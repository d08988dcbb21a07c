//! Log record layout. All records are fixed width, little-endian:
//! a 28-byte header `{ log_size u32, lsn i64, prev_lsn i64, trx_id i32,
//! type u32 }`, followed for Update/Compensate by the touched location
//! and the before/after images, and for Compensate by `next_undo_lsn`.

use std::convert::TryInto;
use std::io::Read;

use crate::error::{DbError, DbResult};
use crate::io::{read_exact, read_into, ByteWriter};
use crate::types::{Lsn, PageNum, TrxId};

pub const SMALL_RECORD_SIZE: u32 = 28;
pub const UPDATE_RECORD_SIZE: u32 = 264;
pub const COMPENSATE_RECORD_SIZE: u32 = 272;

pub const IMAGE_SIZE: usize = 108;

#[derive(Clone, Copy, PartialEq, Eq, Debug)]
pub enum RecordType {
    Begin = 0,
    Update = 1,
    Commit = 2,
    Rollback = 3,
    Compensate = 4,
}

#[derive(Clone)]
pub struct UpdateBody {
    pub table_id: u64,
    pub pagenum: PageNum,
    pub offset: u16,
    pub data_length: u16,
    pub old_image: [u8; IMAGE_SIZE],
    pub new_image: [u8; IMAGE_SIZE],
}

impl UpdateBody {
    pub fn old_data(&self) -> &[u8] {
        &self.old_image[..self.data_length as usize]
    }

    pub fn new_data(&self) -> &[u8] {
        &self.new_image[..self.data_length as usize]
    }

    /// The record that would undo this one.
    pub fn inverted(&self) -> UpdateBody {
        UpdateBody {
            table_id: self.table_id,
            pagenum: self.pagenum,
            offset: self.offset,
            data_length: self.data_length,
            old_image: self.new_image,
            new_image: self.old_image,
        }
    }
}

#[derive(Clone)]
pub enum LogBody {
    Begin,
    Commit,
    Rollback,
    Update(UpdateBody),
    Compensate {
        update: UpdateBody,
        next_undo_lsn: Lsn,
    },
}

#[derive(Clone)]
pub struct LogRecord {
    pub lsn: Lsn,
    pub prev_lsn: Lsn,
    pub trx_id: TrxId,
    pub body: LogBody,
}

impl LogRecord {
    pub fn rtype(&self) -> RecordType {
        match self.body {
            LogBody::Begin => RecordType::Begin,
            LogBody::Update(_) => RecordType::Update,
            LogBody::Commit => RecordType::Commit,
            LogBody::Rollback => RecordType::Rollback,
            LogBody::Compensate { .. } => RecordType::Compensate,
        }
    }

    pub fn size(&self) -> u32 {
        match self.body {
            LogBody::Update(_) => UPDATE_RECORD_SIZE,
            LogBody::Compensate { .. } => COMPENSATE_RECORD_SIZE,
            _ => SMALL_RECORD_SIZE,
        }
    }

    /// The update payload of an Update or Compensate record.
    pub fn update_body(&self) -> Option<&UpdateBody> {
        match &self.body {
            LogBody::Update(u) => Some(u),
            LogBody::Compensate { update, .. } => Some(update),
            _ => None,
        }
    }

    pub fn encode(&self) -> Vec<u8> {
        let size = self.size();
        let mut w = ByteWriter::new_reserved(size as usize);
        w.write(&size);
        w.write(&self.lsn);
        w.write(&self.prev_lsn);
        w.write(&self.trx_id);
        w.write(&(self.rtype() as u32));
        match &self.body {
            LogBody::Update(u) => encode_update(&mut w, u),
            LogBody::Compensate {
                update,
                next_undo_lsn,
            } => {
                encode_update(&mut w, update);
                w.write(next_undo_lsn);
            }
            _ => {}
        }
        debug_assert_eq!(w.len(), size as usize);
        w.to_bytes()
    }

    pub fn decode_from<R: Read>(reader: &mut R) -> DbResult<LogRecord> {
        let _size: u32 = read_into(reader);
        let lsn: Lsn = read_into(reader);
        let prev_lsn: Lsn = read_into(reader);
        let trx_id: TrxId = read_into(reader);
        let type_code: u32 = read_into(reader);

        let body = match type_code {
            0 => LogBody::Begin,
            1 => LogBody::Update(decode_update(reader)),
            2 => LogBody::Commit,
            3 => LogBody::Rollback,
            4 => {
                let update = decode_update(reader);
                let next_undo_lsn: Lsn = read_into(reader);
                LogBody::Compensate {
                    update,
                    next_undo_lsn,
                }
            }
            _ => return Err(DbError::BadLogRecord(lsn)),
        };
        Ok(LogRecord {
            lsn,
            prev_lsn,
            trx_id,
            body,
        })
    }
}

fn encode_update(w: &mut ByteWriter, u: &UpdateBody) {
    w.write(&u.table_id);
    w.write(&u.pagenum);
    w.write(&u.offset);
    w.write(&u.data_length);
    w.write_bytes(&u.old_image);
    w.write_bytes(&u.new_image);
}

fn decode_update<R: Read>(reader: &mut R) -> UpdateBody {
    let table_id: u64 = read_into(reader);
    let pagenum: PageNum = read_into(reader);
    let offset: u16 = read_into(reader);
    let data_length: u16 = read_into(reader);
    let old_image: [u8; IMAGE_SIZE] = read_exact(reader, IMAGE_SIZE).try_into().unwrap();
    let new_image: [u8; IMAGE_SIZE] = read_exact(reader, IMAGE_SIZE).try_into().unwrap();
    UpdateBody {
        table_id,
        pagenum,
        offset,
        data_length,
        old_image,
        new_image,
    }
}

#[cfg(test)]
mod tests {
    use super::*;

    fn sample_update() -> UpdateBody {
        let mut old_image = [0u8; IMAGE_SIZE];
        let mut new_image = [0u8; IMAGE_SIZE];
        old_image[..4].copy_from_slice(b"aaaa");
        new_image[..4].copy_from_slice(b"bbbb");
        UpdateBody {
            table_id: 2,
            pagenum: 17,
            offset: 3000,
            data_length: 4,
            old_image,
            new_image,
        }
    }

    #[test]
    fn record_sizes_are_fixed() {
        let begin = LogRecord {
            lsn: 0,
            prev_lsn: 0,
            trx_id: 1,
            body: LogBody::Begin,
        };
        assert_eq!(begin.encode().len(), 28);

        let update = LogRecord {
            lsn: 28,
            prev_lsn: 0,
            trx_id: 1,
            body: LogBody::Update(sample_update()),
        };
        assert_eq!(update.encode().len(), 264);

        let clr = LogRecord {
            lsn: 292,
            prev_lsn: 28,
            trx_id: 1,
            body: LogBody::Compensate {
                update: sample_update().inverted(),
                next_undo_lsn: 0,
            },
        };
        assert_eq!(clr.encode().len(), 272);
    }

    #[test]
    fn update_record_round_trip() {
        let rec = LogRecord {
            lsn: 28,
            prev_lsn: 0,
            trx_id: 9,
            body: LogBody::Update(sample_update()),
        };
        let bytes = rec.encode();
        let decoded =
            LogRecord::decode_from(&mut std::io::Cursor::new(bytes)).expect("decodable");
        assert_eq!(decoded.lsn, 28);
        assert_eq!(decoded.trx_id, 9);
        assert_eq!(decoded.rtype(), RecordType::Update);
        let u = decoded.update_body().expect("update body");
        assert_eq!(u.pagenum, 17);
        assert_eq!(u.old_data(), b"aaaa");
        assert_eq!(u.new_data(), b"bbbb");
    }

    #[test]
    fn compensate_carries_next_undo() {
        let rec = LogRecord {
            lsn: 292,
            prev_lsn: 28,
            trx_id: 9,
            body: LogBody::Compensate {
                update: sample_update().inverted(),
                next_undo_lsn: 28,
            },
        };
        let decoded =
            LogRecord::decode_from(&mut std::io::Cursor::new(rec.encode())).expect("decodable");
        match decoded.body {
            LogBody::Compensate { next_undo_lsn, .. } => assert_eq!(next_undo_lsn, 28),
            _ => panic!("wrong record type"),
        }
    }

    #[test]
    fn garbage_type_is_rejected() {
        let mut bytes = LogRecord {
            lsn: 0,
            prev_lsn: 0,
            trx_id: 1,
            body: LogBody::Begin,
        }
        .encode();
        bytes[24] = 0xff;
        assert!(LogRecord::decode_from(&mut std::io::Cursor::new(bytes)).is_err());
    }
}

--------------------------------

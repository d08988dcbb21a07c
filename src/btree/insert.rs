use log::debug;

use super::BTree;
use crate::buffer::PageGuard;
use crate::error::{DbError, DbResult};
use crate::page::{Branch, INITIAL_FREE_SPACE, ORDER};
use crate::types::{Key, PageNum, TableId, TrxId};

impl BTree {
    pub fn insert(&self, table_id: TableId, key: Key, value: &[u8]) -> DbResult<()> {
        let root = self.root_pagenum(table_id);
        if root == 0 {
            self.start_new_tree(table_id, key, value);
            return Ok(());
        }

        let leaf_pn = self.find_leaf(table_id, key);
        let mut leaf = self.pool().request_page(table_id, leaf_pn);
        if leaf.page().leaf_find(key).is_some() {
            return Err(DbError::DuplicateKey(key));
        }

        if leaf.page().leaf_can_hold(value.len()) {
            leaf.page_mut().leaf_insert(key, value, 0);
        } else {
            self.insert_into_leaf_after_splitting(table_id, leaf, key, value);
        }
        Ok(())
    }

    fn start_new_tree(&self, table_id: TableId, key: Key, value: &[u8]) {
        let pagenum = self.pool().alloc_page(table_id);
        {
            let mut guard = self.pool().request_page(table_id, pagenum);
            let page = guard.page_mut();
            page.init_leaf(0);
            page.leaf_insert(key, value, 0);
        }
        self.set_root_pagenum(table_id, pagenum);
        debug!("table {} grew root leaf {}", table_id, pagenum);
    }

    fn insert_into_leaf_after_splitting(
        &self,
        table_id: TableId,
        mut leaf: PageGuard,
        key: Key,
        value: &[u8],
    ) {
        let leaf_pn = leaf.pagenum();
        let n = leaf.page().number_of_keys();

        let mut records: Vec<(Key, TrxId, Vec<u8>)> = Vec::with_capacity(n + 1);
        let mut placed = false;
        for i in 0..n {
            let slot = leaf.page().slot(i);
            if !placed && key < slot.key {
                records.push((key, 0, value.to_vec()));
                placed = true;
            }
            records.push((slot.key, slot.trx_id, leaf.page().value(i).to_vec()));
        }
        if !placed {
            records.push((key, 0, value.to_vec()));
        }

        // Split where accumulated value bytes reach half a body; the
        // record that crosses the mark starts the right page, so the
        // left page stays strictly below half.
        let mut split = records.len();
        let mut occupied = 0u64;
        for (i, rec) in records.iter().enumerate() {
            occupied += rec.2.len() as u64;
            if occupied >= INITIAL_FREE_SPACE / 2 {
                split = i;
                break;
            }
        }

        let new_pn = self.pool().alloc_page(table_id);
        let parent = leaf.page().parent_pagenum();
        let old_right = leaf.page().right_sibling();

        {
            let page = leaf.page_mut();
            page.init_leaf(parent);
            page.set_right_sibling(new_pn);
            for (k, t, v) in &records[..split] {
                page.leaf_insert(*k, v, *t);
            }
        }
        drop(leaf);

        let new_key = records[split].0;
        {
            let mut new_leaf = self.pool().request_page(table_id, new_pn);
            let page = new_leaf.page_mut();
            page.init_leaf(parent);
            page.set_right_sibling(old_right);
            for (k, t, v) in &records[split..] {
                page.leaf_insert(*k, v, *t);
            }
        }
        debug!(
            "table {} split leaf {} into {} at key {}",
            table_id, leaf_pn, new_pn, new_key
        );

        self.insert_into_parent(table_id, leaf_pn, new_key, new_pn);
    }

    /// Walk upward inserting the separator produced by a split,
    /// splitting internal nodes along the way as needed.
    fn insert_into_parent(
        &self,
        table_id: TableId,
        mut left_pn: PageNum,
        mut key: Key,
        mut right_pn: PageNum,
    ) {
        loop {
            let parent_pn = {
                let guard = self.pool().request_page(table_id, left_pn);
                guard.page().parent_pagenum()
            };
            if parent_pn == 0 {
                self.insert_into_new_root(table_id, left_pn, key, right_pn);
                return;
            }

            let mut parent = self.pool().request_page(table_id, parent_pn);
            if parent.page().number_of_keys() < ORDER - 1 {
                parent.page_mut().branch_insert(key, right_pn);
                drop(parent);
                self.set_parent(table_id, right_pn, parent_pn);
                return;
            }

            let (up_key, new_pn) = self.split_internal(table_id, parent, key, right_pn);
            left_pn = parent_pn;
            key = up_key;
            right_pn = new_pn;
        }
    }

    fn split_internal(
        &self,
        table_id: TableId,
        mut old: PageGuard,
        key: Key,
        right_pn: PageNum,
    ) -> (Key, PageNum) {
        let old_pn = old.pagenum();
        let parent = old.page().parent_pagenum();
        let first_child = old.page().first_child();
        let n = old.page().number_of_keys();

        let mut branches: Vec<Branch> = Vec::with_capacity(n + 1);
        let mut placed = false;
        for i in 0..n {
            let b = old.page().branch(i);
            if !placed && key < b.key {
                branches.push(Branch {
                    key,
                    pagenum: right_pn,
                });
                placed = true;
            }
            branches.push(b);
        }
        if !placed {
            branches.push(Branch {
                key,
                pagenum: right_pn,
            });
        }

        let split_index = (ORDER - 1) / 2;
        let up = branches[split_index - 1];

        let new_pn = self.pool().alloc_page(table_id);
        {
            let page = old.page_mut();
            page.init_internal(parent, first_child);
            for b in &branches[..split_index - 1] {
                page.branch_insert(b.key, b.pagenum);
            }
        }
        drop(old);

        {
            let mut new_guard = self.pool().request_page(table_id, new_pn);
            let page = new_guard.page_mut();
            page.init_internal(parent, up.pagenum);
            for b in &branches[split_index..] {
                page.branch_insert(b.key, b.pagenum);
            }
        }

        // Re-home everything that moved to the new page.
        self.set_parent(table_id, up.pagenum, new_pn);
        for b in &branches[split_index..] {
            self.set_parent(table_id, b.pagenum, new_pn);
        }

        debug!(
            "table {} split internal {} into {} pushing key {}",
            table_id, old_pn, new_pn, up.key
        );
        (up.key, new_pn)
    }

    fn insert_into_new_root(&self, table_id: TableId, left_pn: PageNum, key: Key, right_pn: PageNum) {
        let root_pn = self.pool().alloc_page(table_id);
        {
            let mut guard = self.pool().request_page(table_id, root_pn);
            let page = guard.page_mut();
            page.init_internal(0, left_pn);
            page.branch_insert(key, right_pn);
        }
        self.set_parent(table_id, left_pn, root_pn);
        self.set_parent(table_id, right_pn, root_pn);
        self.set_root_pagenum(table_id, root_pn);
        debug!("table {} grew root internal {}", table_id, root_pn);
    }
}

--------------------------------

Go through the listing above, and whenever a line holds the word "occupied", copy it.

• **EXERCISE RESULT**
        let mut occupied = 0u64;
            occupied += rec.2.len() as u64;
            if occupied >= INITIAL_FREE_SPACE / 2 {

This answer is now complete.